Howard Zinn
Howard Zinn
American political scientist and historian Howard Zinn (born 1922) was a leading exponent of the New Left perspective in scholarship and a political radical known for his activity in the civil rights and peace movements.
Howard Zinn was born on August 24, 1922, in New York City. During World War II, he served from 1943 to 1945 as a second lieutenant in the United States Army Air Force and participated in bombing missions in Europe. He was awarded an Air Medal and several battle stars. After his discharge from the service he attended New York University and received his bachelor's degree in 1951. He did graduate work in political science at Columbia University, completing his masters degree in 1952 and his Ph.D. in 1958. During this time he was an instructor at Upsala College in East Orange, NJ, from 1953 to 1956.
Zinn's doctoral dissertation on New York Mayor Fiorello LaGuardia's congressional career was published in 1959 as LaGuardia in Congress. Zinn portrayed LaGuardia as a feisty liberal Republican who fought for pro-labor legislation and criticized the upper-class bias of his party's economic policies. Although LaGuardia would remain one of his heroes, Zinn's own political views grew much more radical. In Zinn's introduction to his anthology New Deal Thought (1965), he argued that President Franklin D. Roosevelt and his leading advisers thwarted a possible American social revolution by pursuing the modest goal of restoring the American middle class to prosperity and rejecting more radical social reform.
Civil Rights Activist
Events in the late 1950s and early 1960s reinforced Zinn's disillusionment with American liberalism.

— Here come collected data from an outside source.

/// Fade ramps
///
/// Fixed-tick linear ramps used by crossfades, the end-of-session fade-out,
/// ducking and previews.
use std::time::Duration;

/// Shortest and longest end-of-session fade-out
pub const MIN_FADEOUT_SECS: u32 = 10;
pub const MAX_FADEOUT_SECS: u32 = 30;

/// Linear ramp from `from` to `to` in `steps` equal ticks
#[derive(Debug, Clone, Copy, PartialEq)]
pub struct LinearRamp {
    from: f32,
    to: f32,
    steps: u32,
}

impl LinearRamp {
    pub fn new(from: f32, to: f32, steps: u32) -> Self {
        Self {
            from,
            to,
            steps: steps.max(1),
        }
    }

    /// Ramp spanning `length` at one step per `tick`
    pub fn over(from: f32, to: f32, length: Duration, tick: Duration) -> Self {
        Self::new(from, to, steps_for(length, tick))
    }

    pub fn steps(&self) -> u32 {
        self.steps
    }

    /// Value after `step` ticks; exact `to` at and beyond the last step
    pub fn value_at(&self, step: u32) -> f32 {
        if step >= self.steps {
            return self.to;
        }
        let progress = step as f32 / self.steps as f32;
        self.from + (self.to - self.from) * progress
    }

    pub fn is_complete(&self, step: u32) -> bool {
        step >= self.steps
    }
}

/// Number of ticks needed to cover `length`, at least one
pub fn steps_for(length: Duration, tick: Duration) -> u32 {
    if tick.is_zero() {
        return 1;
    }
    let steps = (length.as_millis() / tick.as_millis().max(1)) as u32;
    steps.max(1)
}

/// End-of-session fade-out length: 10% of the session, clamped to 10-30 s
pub fn fadeout_seconds(total_seconds: u32) -> u32 {
    let tenth = (f64::from(total_seconds) * 0.10).round() as u32;
    tenth.clamp(MIN_FADEOUT_SECS, MAX_FADEOUT_SECS)
}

In 1956 he moved to Atlanta, GA, to accept a post as chairman of the department of history and social science at Spelman College, an African-American women's school. During the seven years he taught there, Zinn saw and participated in some of the key events of the civil rights movement. He was shocked by the violence directed at African-Americans and dismayed by the federal government's failure to defend their rights more vigorously. Zinn was critical of President John Kennedy's administration. Though it was regarded as liberal by many Americans, it seemed to Zinn to be weak in response to demands for equality.

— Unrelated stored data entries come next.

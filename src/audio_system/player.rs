/// Audio player handle
///
/// Owns exactly one playback sink. Once released the handle is inert: every
/// further call is a silent no-op and the sink can never be released twice.

use std::path::Path;
use std::time::Duration;

use super::backend::{AudioBackend, PlaybackSink};
use super::source::AudioSourceType;
use crate::error::AudioError;

pub struct AudioPlayerHandle {
    source_type: AudioSourceType,
    name: String,
    sink: Option<Box<dyn PlaybackSink>>,
    volume: f32,
    playing: bool,
}

impl AudioPlayerHandle {
    /// Load a resolved file through the backend
    pub fn load(
        backend: &dyn AudioBackend,
        source_type: AudioSourceType,
        path: &Path,
    ) -> Result<Self, AudioError> {
        let sink = backend.load(path)?;
        let name = path
            .file_name()
            .map(|name| name.to_string_lossy().into_owned())
            .unwrap_or_else(|| path.display().to_string());

        tracing::debug!("Created {} player for {}", source_type, name);

        Ok(Self {
            source_type,
            name,
            sink: Some(sink),
            volume: 1.0,
            playing: false,
        })
    }

    pub fn play(&mut self) {
        if let Some(sink) = self.sink.as_mut() {
            sink.play();
            self.playing = true;
        }
    }

    /// Set volume (0.0-1.0)
    pub fn set_volume(&mut self, volume: f32) {
        let volume = volume.clamp(0.0, 1.0);
        if let Some(sink) = self.sink.as_mut() {
            sink.set_volume(volume);
            self.volume = volume;
        }
    }

    pub fn volume(&self) -> f32 {
        self.volume
    }

    pub fn is_playing(&self) -> bool {
        self.playing && !self.is_finished()
    }

    /// Released handles count as finished
    pub fn is_finished(&self) -> bool {
        self.sink.as_ref().map(|sink| sink.is_finished()).unwrap_or(true)
    }

    pub fn duration(&self) -> Option<Duration> {
        self.sink.as_ref().and_then(|sink| sink.duration())
    }

    pub fn is_released(&self) -> bool {
        self.sink.is_none()
    }

    /// Stop playback and free the resource. Safe to call repeatedly.
    pub fn release(&mut self) {
        if let Some(mut sink) = self.sink.take() {
            sink.stop();
            sink.release();
            self.playing = false;
            tracing::debug!("Released {} player for {}", self.source_type, self.name);
        }
    }

    pub fn source_type(&self) -> AudioSourceType {
        self.source_type
    }

    pub fn name(&self) -> &str {
        &self.name
    }
}

impl Drop for AudioPlayerHandle {
    fn drop(&mut self) {
        self.release();
    }
}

Zinn's study of one of the major civil rights organizations, the Student Nonviolent Coordinating Committee, was published as SNCC: The New Abolitionists (1964). The book was both an impassioned first-hand description of the civil rights struggle and a cogent historical analysis of the modern movement's links with pre-Civil War abolitionism.
Anti-War Activist
Zinn joined Boston University's Government Department in 1964 and remained a professor of political science there the rest of his career. He became well known in New Left circles for his opposition to United States military involvement in Vietnam. In his book Vietnam: The Logic of Withdrawal (1967), he made a powerful case for reversing the Lyndon Johnson administration's policy of escalation. Zinn's role in the peace movement was not limited to his scholarly writings. Throughout the mid-1960s he was active in the American Mobilization Committee's national drive to bring an end to the United States intervention. In February 1968, he travelled to North Vietnam with the radical priest, Father Daniel Berrigan, to secure the release of three American bomber pilots shot down on air raids. As he had done earlier with his experiences in the civil rights movement, Zinn wrote articles that offered a first-hand account of his trip to Hanoi.

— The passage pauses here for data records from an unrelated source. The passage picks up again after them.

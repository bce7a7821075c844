/// Bell cue player
///
/// Each strike gets its own handle so a double strike can ring over the tail
/// of the first one. Finished strikes are released by a shared poll timer.

use std::sync::Arc;
use std::time::Duration;

use parking_lot::Mutex;

use super::{Cue, CuePlayer, PLAYBACK_POLL_INTERVAL};
use crate::audio_system::loader::{ClipLoader, LoadResult};
use crate::audio_system::source::BELL_ASSET;
use crate::audio_system::{AudioPlayerHandle, AudioSourceType};
use crate::messaging::{EventBus, SessionEvent};
use crate::scheduling::TimerHandle;

/// Pause between the two strikes of a double bell
pub const BELL_DOUBLE_STRIKE_GAP: Duration = Duration::from_millis(2500);

#[derive(Default)]
struct BellState {
    generation: u64,
    strikes: Vec<AudioPlayerHandle>,
    pending_strike: Option<TimerHandle>,
    poll: Option<TimerHandle>,
}

struct Inner {
    loader: ClipLoader,
    bus: EventBus,
    volume: f32,
    state: Mutex<BellState>,
}

pub struct BellPlayer {
    inner: Arc<Inner>,
}

impl BellPlayer {
    pub fn new(loader: ClipLoader, bus: EventBus, volume: f32) -> Self {
        Self {
            inner: Arc::new(Inner {
                loader,
                bus,
                volume: volume.clamp(0.0, 1.0),
                state: Mutex::new(BellState::default()),
            }),
        }
    }

    /// Strikes currently holding a player
    pub fn ringing(&self) -> usize {
        self.inner.state.lock().strikes.len()
    }
}

impl CuePlayer for BellPlayer {
    fn play(&self, cue: &Cue) {
        let Cue::Bell { double } = cue else {
            tracing::warn!("Bell player asked to play {}", cue);
            return;
        };

        let generation = self.inner.state.lock().generation;
        Inner::strike(&self.inner, generation);

        if *double {
            let weak = Arc::downgrade(&self.inner);
            let timer = self.inner.loader.scheduler().schedule(
                BELL_DOUBLE_STRIKE_GAP,
                Box::new(move || {
                    if let Some(inner) = weak.upgrade() {
                        Inner::strike(&inner, generation);
                    }
                }),
            );
            let mut state = self.inner.state.lock();
            if let Some(previous) = state.pending_strike.replace(timer) {
                previous.cancel();
            }
        }
    }

    fn stop(&self) {
        let strikes = {
            let mut state = self.inner.state.lock();
            state.generation += 1;
            for timer in [state.pending_strike.take(), state.poll.take()].into_iter().flatten() {
                timer.cancel();
            }
            std::mem::take(&mut state.strikes)
        };

        for mut strike in strikes {
            strike.release();
        }
    }
}

impl Inner {
    fn strike(this: &Arc<Self>, generation: u64) {
        if this.state.lock().generation != generation {
            return;
        }

        let weak = Arc::downgrade(this);
        this.loader
            .load_async(AudioSourceType::Bell, BELL_ASSET.to_string(), move |result| {
                if let Some(inner) = weak.upgrade() {
                    Inner::attach(&inner, generation, result);
                }
            });
    }

    fn attach(this: &Arc<Self>, generation: u64, result: LoadResult) {
        let mut state = this.state.lock();
        if state.generation != generation {
            // Stale load; dropping the handle releases it
            drop(state);
            return;
        }

        let mut handle = match result {
            Ok(handle) => handle,
            Err(e) => {
                drop(state);
                tracing::warn!("Bell could not be played: {}", e);
                this.bus.publish(SessionEvent::CueFailed {
                    cue: Cue::Bell { double: false },
                    message: e.to_string(),
                });
                return;
            }
        };

        handle.set_volume(this.volume);
        handle.play();
        state.strikes.push(handle);

        if state.poll.is_none() {
            state.poll = Some(Self::schedule_poll(this, generation));
        }
    }

    fn schedule_poll(this: &Arc<Self>, generation: u64) -> TimerHandle {
        let weak = Arc::downgrade(this);
        this.loader.scheduler().schedule(
            PLAYBACK_POLL_INTERVAL,
            Box::new(move || {
                if let Some(inner) = weak.upgrade() {
                    Inner::poll(&inner, generation);
                }
            }),
        )
    }

    fn poll(this: &Arc<Self>, generation: u64) {
        let finished = {
            let mut state = this.state.lock();
            if state.generation != generation {
                return;
            }

            let (finished, ringing): (Vec<_>, Vec<_>) =
                std::mem::take(&mut state.strikes).into_iter().partition(|s| s.is_finished());
            state.strikes = ringing;

            state.poll = if state.strikes.is_empty() {
                None
            } else {
                Some(Self::schedule_poll(this, generation))
            };
            finished
        };

        for mut strike in finished {
            strike.release();
        }
    }
}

Traditional academics scolded Zinn for being partisan about his subject matter. In a collection of his essays, The Politics of History (1970), Zinn rejected the view that historical scholarship was objective. He argued that all historical writing was political and that historians should align themselves with humane values. To fail to speak out against evil, he warned, was to be irrelevant and irresponsible. Zinn sought to illustrate the usefulness of a politically engaged approach to history in his essays on World War II, the civil rights movement, and the Vietnam War. They provided examples of how his historical approach worked in practice.
People's Historian
When critics charged that the New Left historians' work was deficient because radical scholars had not produced a full-scale synthesis of American history, Zinn set to work to prove them wrong. Zinn's A People's History of the United States (1980), surveyed all of American history from the point of view of the working classes and minority groups. He documented the history of race, sex, and class; the history of civil disobedience; how hopes for a more egalitarian society had been frustrated, and how a small, upper-class elite had retained its hold on power and wealth. "Zinn admits his bias candidly," noted reviewer Luther Spoehr inSaturday Review "insisting that 'we need some counter force to avoid being crushed into submission."' Eric Foner, in the New York Times Book Review, said the book could be considered "a step toward a coherent new version of American history." In 1984, the book was abridged and updated and republished as The Twentieth Century: A People's History.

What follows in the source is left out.